Saved data entries:
▬▬▬▬▬▬▬▬▬▬
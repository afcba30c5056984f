//! Coalescing and invalidation through the dashboard data facade.

use cohort_cache::{CacheKey, CoalescingLoader};
use cohort_dashboard::service::{COMMUNITY_INSIGHTS_OP, COMMUNITY_SUMMARY_OP, MEMBERS_OP};
use cohort_dashboard::{CommunitySummary, DashboardData};
use cohort_test_utils::fixtures;
use cohort_test_utils::{CommunityId, LoadError, MockDashboardService, PageHarness, Role};
use std::sync::Arc;
use std::time::Duration;

fn slow_data() -> (DashboardData, Arc<MockDashboardService>) {
    let service = Arc::new(MockDashboardService::new().with_latency(Duration::from_millis(100)));
    (DashboardData::new(CoalescingLoader::with_defaults(), service.clone()), service)
}

#[tokio::test(start_paused = true)]
async fn test_simultaneous_summary_reads_share_one_call() {
    let (data, service) = slow_data();
    let c1 = CommunityId::new("C1");

    let (first, second) = tokio::join!(
        data.community_summary(&c1, false),
        data.community_summary(&c1, false)
    );

    assert_eq!(first.unwrap(), second.unwrap());
    assert_eq!(service.calls(COMMUNITY_SUMMARY_OP), 1);
    assert_eq!(data.loader().stats().coalesced, 1);
}

#[tokio::test(start_paused = true)]
async fn test_invalidating_key_forces_one_new_call() {
    let (data, service) = slow_data();
    let c1 = CommunityId::new("C1");
    data.community_summary(&c1, false).await.unwrap();

    assert!(data.loader().invalidate(&CacheKey::raw("community-summary-C1")));
    let (a, b) = tokio::join!(
        data.community_summary(&c1, false),
        data.community_summary(&c1, false)
    );
    a.unwrap();
    b.unwrap();

    assert_eq!(service.calls(COMMUNITY_SUMMARY_OP), 2);
}

#[tokio::test]
async fn test_failed_load_is_shared_and_not_cached() {
    let service = Arc::new(MockDashboardService::new());
    let data = DashboardData::new(CoalescingLoader::with_defaults(), service.clone());
    let c1 = CommunityId::new("C1");
    service.fail(COMMUNITY_SUMMARY_OP, LoadError::transport("connection refused"));

    let err = data.community_summary(&c1, false).await.unwrap_err();
    assert!(matches!(err, LoadError::Transport { .. }));
    assert!(data
        .loader()
        .peek::<CommunitySummary>(&CacheKey::raw("community-summary-C1"))
        .is_none());

    service.recover(COMMUNITY_SUMMARY_OP);
    assert!(data.community_summary(&c1, false).await.is_ok());
    assert_eq!(service.calls(COMMUNITY_SUMMARY_OP), 2);
}

#[tokio::test]
async fn test_force_refresh_bypasses_fresh_entry() {
    let harness = PageHarness::signed_in(fixtures::mentor()).await;
    let c1 = fixtures::community();

    harness.data.community_insights(&c1, false).await.unwrap();
    harness.data.community_insights(&c1, false).await.unwrap();
    harness.data.community_insights(&c1, true).await.unwrap();

    assert_eq!(harness.service.calls(COMMUNITY_INSIGHTS_OP), 2);
}

#[tokio::test]
async fn test_member_filters_are_cached_separately() {
    let service = Arc::new(MockDashboardService::new().with_members(vec![
        fixtures::member("m-1", Role::Mentor),
        fixtures::member("s-1", Role::Student),
        fixtures::member("s-2", Role::Student),
    ]));
    let data = DashboardData::new(CoalescingLoader::with_defaults(), service.clone());
    let c1 = fixtures::community();

    assert_eq!(data.mentors(Some(&c1), false).await.unwrap().len(), 1);
    assert_eq!(data.students(Some(&c1), false).await.unwrap().len(), 2);
    assert_eq!(data.users(false).await.unwrap().len(), 3);
    data.students(Some(&c1), false).await.unwrap();
    assert_eq!(service.calls(MEMBERS_OP), 3);

    assert_eq!(data.loader().invalidate_prefix("members"), 3);
    data.students(Some(&c1), false).await.unwrap();
    assert_eq!(service.calls(MEMBERS_OP), 4);
}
▬▬▬▬▬▬▬▬▬▬
TASK BRIEF - On how many lines above does the word "DashboardData" appear? Answer with that figure only.

FINAL ANSWER - 5